Task directions >> Your task is to gather the lines below that hold the string "gravity".

==*==

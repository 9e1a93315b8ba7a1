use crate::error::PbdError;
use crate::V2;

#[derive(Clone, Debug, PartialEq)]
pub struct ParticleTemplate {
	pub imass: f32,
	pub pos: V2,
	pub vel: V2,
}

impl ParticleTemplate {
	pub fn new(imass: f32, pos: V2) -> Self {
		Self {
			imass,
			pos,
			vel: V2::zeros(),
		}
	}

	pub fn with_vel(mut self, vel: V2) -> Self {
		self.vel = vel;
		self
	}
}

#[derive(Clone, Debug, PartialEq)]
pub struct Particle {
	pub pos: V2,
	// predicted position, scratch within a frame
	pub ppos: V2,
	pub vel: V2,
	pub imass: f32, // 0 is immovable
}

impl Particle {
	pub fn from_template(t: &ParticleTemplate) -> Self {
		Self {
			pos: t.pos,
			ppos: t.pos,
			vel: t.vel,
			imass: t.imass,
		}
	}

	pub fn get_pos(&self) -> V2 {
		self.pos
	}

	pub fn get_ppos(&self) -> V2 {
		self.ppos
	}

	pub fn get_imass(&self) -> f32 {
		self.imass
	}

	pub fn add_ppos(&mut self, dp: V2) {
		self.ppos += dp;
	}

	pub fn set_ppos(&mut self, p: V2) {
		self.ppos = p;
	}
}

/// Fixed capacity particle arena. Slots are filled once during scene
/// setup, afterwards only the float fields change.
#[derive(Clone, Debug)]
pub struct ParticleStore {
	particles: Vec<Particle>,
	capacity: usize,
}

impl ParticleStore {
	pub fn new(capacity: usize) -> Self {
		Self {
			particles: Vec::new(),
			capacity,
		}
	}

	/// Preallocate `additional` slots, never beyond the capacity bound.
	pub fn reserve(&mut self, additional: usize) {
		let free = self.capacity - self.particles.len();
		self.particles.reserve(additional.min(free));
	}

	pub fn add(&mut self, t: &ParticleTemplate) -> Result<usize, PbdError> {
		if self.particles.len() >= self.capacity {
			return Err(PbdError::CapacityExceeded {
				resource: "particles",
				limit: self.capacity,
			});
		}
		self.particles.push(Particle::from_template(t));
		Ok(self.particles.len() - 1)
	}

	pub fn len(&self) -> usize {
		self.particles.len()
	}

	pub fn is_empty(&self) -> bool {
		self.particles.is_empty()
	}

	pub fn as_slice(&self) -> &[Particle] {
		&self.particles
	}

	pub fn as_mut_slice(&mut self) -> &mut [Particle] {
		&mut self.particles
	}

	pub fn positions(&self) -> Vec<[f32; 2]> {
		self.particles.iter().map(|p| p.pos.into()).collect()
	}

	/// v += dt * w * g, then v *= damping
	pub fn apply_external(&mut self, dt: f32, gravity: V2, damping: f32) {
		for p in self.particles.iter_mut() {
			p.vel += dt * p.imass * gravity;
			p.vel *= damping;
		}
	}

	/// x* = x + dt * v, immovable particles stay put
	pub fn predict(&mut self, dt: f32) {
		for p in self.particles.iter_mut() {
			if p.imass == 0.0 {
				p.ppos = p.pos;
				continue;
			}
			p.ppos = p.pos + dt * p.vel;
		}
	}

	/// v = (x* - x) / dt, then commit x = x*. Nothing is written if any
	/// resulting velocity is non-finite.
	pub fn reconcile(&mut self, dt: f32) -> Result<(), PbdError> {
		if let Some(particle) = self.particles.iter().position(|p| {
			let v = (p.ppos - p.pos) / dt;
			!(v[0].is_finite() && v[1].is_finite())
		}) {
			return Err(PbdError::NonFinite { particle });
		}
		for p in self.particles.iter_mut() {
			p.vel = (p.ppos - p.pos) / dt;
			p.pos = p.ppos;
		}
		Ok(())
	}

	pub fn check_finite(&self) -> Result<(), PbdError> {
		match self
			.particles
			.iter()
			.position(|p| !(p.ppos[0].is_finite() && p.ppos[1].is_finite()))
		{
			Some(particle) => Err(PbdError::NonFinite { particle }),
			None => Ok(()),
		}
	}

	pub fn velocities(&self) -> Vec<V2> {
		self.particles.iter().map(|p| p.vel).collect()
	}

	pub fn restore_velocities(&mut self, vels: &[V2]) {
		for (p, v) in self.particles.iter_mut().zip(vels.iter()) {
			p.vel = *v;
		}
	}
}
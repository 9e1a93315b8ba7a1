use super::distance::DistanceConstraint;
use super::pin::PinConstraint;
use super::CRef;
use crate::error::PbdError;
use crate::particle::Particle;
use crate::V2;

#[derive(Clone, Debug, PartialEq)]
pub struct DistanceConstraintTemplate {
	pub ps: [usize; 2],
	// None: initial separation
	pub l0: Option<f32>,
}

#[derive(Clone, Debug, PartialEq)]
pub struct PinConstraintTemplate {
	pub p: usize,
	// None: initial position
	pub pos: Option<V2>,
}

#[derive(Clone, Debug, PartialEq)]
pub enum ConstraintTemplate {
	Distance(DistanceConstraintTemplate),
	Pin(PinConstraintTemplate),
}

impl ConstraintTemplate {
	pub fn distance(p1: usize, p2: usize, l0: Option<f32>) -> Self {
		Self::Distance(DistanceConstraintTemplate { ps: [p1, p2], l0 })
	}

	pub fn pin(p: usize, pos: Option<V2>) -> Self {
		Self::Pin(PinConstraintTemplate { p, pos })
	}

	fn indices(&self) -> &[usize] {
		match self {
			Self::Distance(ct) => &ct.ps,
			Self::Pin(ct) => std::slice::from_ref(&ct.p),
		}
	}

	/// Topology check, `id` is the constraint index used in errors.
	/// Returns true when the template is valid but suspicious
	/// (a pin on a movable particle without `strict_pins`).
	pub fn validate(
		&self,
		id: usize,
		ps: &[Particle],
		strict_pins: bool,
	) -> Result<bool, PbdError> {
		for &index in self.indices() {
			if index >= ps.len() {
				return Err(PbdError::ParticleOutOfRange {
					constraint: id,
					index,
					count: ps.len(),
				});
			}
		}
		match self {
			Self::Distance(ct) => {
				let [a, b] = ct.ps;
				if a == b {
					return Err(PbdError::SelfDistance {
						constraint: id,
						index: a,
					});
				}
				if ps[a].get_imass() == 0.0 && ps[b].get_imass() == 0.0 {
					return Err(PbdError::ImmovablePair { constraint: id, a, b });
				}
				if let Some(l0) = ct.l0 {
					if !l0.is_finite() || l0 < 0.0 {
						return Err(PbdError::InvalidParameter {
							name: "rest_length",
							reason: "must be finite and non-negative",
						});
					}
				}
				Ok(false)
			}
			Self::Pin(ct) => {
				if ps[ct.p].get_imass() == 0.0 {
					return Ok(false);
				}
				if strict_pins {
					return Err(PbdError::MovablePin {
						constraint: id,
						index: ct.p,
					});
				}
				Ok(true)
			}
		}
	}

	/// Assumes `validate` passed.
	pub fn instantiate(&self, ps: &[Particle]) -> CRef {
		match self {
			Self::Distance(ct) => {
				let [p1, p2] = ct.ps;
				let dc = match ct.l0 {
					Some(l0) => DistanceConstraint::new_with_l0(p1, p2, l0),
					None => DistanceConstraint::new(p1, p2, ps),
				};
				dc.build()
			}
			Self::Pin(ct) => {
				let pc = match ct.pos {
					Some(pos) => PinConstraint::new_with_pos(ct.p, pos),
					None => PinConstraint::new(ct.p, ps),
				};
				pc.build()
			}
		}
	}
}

==*==

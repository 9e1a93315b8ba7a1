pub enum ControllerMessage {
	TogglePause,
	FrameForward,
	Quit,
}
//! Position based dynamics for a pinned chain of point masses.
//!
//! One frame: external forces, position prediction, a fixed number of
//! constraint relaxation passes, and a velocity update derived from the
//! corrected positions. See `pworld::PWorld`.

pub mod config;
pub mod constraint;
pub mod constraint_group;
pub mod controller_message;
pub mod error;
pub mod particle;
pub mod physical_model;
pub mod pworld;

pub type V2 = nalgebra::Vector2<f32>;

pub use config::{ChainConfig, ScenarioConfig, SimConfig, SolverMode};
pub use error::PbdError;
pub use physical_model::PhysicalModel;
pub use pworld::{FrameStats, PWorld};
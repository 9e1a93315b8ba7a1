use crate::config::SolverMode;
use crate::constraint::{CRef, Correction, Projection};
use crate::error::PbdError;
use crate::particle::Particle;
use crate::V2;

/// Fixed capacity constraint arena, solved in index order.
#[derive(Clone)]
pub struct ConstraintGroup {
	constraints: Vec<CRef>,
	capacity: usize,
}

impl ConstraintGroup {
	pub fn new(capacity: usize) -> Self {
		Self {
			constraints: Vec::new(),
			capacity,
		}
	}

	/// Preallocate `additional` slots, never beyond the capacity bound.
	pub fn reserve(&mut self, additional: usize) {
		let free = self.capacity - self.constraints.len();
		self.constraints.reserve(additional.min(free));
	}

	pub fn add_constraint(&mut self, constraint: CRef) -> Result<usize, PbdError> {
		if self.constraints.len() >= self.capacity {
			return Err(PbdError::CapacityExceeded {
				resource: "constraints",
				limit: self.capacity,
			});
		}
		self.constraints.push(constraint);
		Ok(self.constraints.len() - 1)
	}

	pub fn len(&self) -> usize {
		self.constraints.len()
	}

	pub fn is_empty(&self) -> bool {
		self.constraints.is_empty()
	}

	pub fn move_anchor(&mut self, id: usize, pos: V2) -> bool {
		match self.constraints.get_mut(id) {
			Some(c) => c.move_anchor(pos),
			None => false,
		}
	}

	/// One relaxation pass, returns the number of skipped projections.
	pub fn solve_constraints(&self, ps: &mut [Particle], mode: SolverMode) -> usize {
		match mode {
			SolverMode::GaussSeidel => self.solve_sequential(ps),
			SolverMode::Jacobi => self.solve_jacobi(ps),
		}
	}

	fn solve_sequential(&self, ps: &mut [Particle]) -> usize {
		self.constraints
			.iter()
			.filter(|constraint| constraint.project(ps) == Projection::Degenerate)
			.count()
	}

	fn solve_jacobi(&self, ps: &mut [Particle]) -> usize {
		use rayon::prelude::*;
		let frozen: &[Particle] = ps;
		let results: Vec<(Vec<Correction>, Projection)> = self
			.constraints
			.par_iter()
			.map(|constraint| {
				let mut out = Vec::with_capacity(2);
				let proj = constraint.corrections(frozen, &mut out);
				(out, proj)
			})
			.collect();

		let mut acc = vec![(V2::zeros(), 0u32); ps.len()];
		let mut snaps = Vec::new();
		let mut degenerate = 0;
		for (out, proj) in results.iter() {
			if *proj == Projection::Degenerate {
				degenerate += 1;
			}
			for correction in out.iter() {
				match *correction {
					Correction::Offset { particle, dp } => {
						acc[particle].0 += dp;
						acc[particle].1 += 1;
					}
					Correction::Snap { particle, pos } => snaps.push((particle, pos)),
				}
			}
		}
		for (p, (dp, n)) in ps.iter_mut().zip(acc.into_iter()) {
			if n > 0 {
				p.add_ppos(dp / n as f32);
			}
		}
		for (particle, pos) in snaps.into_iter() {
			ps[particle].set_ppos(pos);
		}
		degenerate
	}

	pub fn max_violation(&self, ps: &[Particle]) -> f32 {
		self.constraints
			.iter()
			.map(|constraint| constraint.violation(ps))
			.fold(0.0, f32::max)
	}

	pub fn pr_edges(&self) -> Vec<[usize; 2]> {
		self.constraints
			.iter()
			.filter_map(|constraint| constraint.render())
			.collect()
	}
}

==*==

Exercise result >>
	pub fn apply_external(&mut self, dt: f32, gravity: V2, damping: f32) {
			p.vel += dt * p.imass * gravity;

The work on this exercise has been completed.